- [PROBLEM DETAILS]:
Copy each line below that has "EventId".
(DATA PROVIDED begins)
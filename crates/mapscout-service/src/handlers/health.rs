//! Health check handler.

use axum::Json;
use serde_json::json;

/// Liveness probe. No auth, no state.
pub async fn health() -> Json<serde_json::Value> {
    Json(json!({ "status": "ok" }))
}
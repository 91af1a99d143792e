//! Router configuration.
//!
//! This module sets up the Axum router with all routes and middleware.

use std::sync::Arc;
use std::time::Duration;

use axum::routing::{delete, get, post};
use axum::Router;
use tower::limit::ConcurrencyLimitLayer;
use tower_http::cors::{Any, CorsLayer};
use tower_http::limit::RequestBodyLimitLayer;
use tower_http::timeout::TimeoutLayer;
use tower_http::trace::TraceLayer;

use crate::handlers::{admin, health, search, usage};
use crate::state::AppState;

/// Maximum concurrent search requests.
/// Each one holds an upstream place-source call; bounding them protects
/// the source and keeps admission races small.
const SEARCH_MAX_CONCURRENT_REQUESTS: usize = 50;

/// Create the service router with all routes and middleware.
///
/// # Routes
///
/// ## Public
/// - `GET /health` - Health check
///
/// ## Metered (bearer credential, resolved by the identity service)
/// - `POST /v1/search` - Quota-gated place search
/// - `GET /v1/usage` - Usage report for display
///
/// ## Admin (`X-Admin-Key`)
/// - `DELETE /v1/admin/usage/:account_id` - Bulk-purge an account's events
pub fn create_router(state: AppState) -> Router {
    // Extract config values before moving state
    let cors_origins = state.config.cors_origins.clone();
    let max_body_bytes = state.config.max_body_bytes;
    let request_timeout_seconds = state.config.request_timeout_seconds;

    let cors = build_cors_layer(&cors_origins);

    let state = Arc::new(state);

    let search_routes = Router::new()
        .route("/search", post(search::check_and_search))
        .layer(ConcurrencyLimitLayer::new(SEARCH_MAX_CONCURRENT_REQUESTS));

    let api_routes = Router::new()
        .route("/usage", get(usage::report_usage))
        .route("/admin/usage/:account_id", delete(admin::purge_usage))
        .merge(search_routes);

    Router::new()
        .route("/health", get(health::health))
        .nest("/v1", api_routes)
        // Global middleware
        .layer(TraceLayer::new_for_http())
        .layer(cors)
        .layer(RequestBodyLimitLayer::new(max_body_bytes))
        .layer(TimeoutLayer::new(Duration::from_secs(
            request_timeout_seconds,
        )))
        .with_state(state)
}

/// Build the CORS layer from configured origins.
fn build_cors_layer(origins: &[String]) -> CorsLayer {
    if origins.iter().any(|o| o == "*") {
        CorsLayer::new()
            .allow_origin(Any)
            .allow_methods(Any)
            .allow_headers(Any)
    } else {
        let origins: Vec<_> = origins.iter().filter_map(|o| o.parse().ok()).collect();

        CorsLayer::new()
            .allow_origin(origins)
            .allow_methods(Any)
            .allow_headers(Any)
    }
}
(DATA PROVIDED ends)
(DATA PROVIDED begins)
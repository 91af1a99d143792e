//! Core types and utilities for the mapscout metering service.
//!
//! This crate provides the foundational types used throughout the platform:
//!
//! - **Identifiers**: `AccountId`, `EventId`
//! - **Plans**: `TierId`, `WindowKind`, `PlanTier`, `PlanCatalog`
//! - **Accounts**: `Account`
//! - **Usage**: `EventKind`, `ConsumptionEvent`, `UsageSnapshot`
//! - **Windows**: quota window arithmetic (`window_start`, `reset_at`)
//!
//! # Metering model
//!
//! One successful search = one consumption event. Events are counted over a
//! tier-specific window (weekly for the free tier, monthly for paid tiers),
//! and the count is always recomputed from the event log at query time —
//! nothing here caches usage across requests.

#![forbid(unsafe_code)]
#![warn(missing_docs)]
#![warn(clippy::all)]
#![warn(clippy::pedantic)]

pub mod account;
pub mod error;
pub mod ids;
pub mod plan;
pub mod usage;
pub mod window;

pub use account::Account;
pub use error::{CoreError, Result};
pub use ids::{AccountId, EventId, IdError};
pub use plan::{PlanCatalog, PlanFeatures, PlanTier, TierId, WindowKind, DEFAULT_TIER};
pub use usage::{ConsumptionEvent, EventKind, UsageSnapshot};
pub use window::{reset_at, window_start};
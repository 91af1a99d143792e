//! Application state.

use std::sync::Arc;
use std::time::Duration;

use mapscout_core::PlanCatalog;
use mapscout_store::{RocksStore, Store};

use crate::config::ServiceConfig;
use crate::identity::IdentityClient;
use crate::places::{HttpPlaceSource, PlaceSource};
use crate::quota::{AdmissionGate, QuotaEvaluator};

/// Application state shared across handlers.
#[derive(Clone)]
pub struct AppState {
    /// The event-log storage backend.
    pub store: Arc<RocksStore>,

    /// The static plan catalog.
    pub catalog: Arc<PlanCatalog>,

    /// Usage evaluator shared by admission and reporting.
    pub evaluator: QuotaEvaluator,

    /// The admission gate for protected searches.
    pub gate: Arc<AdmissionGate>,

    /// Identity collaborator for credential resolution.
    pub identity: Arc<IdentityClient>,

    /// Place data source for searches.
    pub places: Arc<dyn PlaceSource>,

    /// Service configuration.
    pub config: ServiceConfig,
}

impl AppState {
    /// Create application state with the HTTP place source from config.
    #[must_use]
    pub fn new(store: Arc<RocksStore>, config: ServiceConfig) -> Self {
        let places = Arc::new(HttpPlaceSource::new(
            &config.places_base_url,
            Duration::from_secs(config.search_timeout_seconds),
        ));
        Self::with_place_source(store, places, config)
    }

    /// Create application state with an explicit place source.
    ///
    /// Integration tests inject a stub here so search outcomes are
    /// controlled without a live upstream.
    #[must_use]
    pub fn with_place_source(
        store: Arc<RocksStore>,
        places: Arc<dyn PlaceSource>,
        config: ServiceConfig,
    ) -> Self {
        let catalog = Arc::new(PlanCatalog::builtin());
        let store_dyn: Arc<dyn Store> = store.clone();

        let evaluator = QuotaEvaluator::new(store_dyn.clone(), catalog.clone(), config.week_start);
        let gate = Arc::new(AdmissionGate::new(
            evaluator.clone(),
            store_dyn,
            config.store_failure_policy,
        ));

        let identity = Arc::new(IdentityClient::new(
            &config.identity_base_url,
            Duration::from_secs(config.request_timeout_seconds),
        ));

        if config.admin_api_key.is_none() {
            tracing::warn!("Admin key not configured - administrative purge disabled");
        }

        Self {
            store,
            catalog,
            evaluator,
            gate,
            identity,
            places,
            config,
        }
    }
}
(DATA PROVIDED ends)
- [RESULT OF THE EXERCISE]:
//! - **Identifiers**: `AccountId`, `EventId`
pub use ids::{AccountId, EventId, IdError};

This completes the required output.